● Work instructions
All of the data below needs to be set down again, exactly as shown.

- - - -

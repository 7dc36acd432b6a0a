use sea_orm::entity::prelude::*;
use serde::Serialize;

/// One inbound request. Rows are only ever inserted.
#[derive(Clone, Debug, PartialEq, DeriveEntityModel, Serialize)]
#[sea_orm(table_name = "visit")]
pub struct Model {
    #[sea_orm(primary_key)]
    pub id: i32,
    pub ip_address: String,
    #[sea_orm(column_type = "Text")]
    pub user_agent: String,
    #[sea_orm(column_type = "Text")]
    pub url: String,
    #[sea_orm(column_type = "Text", nullable)]
    pub referrer: Option<String>,
    pub path: String,
    pub created_at: DateTimeUtc,
    pub updated_at: DateTimeUtc,
}

#[derive(Copy, Clone, Debug, EnumIter, DeriveRelation)]
pub enum Relation {}

impl ActiveModelBehavior for ActiveModel {}
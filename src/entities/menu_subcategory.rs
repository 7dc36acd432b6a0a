use sea_orm::entity::prelude::*;
use serde::Serialize;

#[derive(Clone, Debug, PartialEq, DeriveEntityModel, Serialize)]
#[sea_orm(table_name = "menu_subcategory")]
pub struct Model {
    #[sea_orm(primary_key)]
    pub id: i32,
    #[sea_orm(indexed)]
    pub menu_category_id: i32,
    #[sea_orm(nullable)]
    pub menu_addon_id: Option<i32>,
    pub name: String,
    #[sea_orm(nullable)]
    pub pdf_path: Option<String>,
    #[sea_orm(unique)]
    pub slug: String,
    pub created_at: DateTimeUtc,
    pub updated_at: DateTimeUtc,
    #[sea_orm(nullable)]
    pub deleted_at: Option<DateTimeUtc>,
}

#[derive(Copy, Clone, Debug, EnumIter, DeriveRelation)]
pub enum Relation {
    #[sea_orm(
        belongs_to = "super::menu_category::Entity",
        from = "Column::MenuCategoryId",
        to = "super::menu_category::Column::Id",
        on_update = "Cascade",
        on_delete = "Cascade"
    )]
    Category,
    #[sea_orm(
        belongs_to = "super::menu_addon::Entity",
        from = "Column::MenuAddonId",
        to = "super::menu_addon::Column::Id",
        on_update = "Cascade",
        on_delete = "SetNull"
    )]
    Addon,
    #[sea_orm(has_many = "super::menu::Entity")]
    Menus,
}

impl Related<super::menu_category::Entity> for Entity {
    fn to() -> RelationDef {
        Relation::Category.def()
    }
}

impl Related<super::menu_addon::Entity> for Entity {
    fn to() -> RelationDef {
        Relation::Addon.def()
    }
}

impl Related<super::menu::Entity> for Entity {
    fn to() -> RelationDef {
        Relation::Menus.def()
    }
}

impl ActiveModelBehavior for ActiveModel {}
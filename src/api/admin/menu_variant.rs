use std::sync::Arc;

use axum::{
    extract::{Extension, Path, Query},
    http::StatusCode,
    routing::get,
    Json, Router,
};
use sea_orm::{DatabaseConnection, TransactionTrait};
use tracing::info;
use validator::Validate;

use super::lifecycle::{lifecycle_router, soft_delete_route};
use super::ReadQuery;
use crate::entities::menu_variant::{self, Entity as MenuVariantEntity};
use crate::error::{ApiError, ApiResult};
use crate::store::{self, lifecycle::ContentKind, menu::MenuVariantForm};

pub fn admin_menu_variant_router() -> Router {
    Router::new()
        .route("/menu-variants", get(list_menu_variants).post(create_menu_variant))
        .route(
            "/menu-variants/:id",
            get(get_menu_variant)
                .put(update_menu_variant)
                .merge(soft_delete_route(ContentKind::MenuVariant)),
        )
        .merge(lifecycle_router(ContentKind::MenuVariant))
}

async fn list_menu_variants(
    Query(params): Query<ReadQuery>,
    Extension(db): Extension<Arc<DatabaseConnection>>,
) -> ApiResult<Json<Vec<menu_variant::Model>>> {
    let rows = store::list::<MenuVariantEntity, _>(&*db, params.include_deleted).await?;
    Ok(Json(rows))
}

async fn get_menu_variant(
    Path(id): Path<i32>,
    Query(params): Query<ReadQuery>,
    Extension(db): Extension<Arc<DatabaseConnection>>,
) -> ApiResult<Json<menu_variant::Model>> {
    store::find::<MenuVariantEntity, _>(&*db, id, params.include_deleted)
        .await?
        .map(Json)
        .ok_or_else(|| ApiError::NotFound(format!("Menu variant {id}")))
}

async fn create_menu_variant(
    Extension(db): Extension<Arc<DatabaseConnection>>,
    Json(payload): Json<MenuVariantForm>,
) -> ApiResult<(StatusCode, Json<menu_variant::Model>)> {
    payload.validate()?;
    let txn = db.begin().await?;
    let variant = store::menu::create_variant(&txn, payload).await?;
    txn.commit().await?;
    info!(id = variant.id, "Created menu variant");
    Ok((StatusCode::CREATED, Json(variant)))
}

async fn update_menu_variant(
    Path(id): Path<i32>,
    Extension(db): Extension<Arc<DatabaseConnection>>,
    Json(payload): Json<MenuVariantForm>,
) -> ApiResult<Json<menu_variant::Model>> {
    payload.validate()?;
    let txn = db.begin().await?;
    let variant = store::menu::update_variant(&txn, id, payload).await?;
    txn.commit().await?;
    info!(id, "Updated menu variant");
    Ok(Json(variant))
}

- - - -

● Written response
repository 7dc36acd432b6a0a
use sea_orm::entity::prelude::*;
use serde::Serialize;

/// One inbound request. Rows are only ever inserted.
#[derive(Clone, Debug, PartialEq, DeriveEntityModel, Serialize)]
#[sea_orm(table_name = "visit")]
pub struct Model {
    #[sea_orm(primary_key)]
    pub id: i32,
    pub ip_address: String,
    #[sea_orm(column_type = "Text")]
    pub user_agent: String,
    #[sea_orm(column_type = "Text")]
    pub url: String,
    #[sea_orm(column_type = "Text", nullable)]
    pub referrer: Option<String>,
    pub path: String,
    pub created_at: DateTimeUtc,
    pub updated_at: DateTimeUtc,
}

#[derive(Copy, Clone, Debug, EnumIter, DeriveRelation)]
pub enum Relation {}

impl ActiveModelBehavior for ActiveModel {}
filename src/entities/menu_subcategory.rs
repository 7dc36acd432b6a0a
use sea_orm::entity::prelude::*;
use serde::Serialize;

#[derive(Clone, Debug, PartialEq, DeriveEntityModel, Serialize)]
#[sea_orm(table_name = "menu_subcategory")]
pub struct Model {
    #[sea_orm(primary_key)]
    pub id: i32,
    #[sea_orm(indexed)]
    pub menu_category_id: i32,
    #[sea_orm(nullable)]
    pub menu_addon_id: Option<i32>,
    pub name: String,
    #[sea_orm(nullable)]
    pub pdf_path: Option<String>,
    #[sea_orm(unique)]
    pub slug: String,
    pub created_at: DateTimeUtc,
    pub updated_at: DateTimeUtc,
    #[sea_orm(nullable)]
    pub deleted_at: Option<DateTimeUtc>,
}

#[derive(Copy, Clone, Debug, EnumIter, DeriveRelation)]
pub enum Relation {
    #[sea_orm(
        belongs_to = "super::menu_category::Entity",
        from = "Column::MenuCategoryId",
        to = "super::menu_category::Column::Id",
        on_update = "Cascade",
        on_delete = "Cascade"
    )]
    Category,
    #[sea_orm(
        belongs_to = "super::menu_addon::Entity",
        from = "Column::MenuAddonId",
        to = "super::menu_addon::Column::Id",
        on_update = "Cascade",
        on_delete = "SetNull"
    )]
    Addon,
    #[sea_orm(has_many = "super::menu::Entity")]
    Menus,
}

impl Related<super::menu_category::Entity> for Entity {
    fn to() -> RelationDef {
        Relation::Category.def()
    }
}

impl Related<super::menu_addon::Entity> for Entity {
    fn to() -> RelationDef {
        Relation::Addon.def()
    }
}

impl Related<super::menu::Entity> for Entity {
    fn to() -> RelationDef {
        Relation::Menus.def()
    }
}

impl ActiveModelBehavior for ActiveModel {}
filename src/api/admin/menu_variant.rs
use std::sync::Arc;

use axum::{
    extract::{Extension, Path, Query},
    http::StatusCode,
    routing::get,
    Json, Router,
};
use sea_orm::{DatabaseConnection, TransactionTrait};
use tracing::info;
use validator::Validate;

use super::lifecycle::{lifecycle_router, soft_delete_route};
use super::ReadQuery;
use crate::entities::menu_variant::{self, Entity as MenuVariantEntity};
use crate::error::{ApiError, ApiResult};
use crate::store::{self, lifecycle::ContentKind, menu::MenuVariantForm};

pub fn admin_menu_variant_router() -> Router {
    Router::new()
        .route("/menu-variants", get(list_menu_variants).post(create_menu_variant))
        .route(
            "/menu-variants/:id",
            get(get_menu_variant)
                .put(update_menu_variant)
                .merge(soft_delete_route(ContentKind::MenuVariant)),
        )
        .merge(lifecycle_router(ContentKind::MenuVariant))
}

async fn list_menu_variants(
    Query(params): Query<ReadQuery>,
    Extension(db): Extension<Arc<DatabaseConnection>>,
) -> ApiResult<Json<Vec<menu_variant::Model>>> {
    let rows = store::list::<MenuVariantEntity, _>(&*db, params.include_deleted).await?;
    Ok(Json(rows))
}

async fn get_menu_variant(
    Path(id): Path<i32>,
    Query(params): Query<ReadQuery>,
    Extension(db): Extension<Arc<DatabaseConnection>>,
) -> ApiResult<Json<menu_variant::Model>> {
    store::find::<MenuVariantEntity, _>(&*db, id, params.include_deleted)
        .await?
        .map(Json)
        .ok_or_else(|| ApiError::NotFound(format!("Menu variant {id}")))
}

async fn create_menu_variant(
    Extension(db): Extension<Arc<DatabaseConnection>>,
    Json(payload): Json<MenuVariantForm>,
) -> ApiResult<(StatusCode, Json<menu_variant::Model>)> {
    payload.validate()?;
    let txn = db.begin().await?;
    let variant = store::menu::create_variant(&txn, payload).await?;
    txn.commit().await?;
    info!(id = variant.id, "Created menu variant");
    Ok((StatusCode::CREATED, Json(variant)))
}

async fn update_menu_variant(
    Path(id): Path<i32>,
    Extension(db): Extension<Arc<DatabaseConnection>>,
    Json(payload): Json<MenuVariantForm>,
) -> ApiResult<Json<menu_variant::Model>> {
    payload.validate()?;
    let txn = db.begin().await?;
    let variant = store::menu::update_variant(&txn, id, payload).await?;
    txn.commit().await?;
    info!(id, "Updated menu variant");
    Ok(Json(variant))
}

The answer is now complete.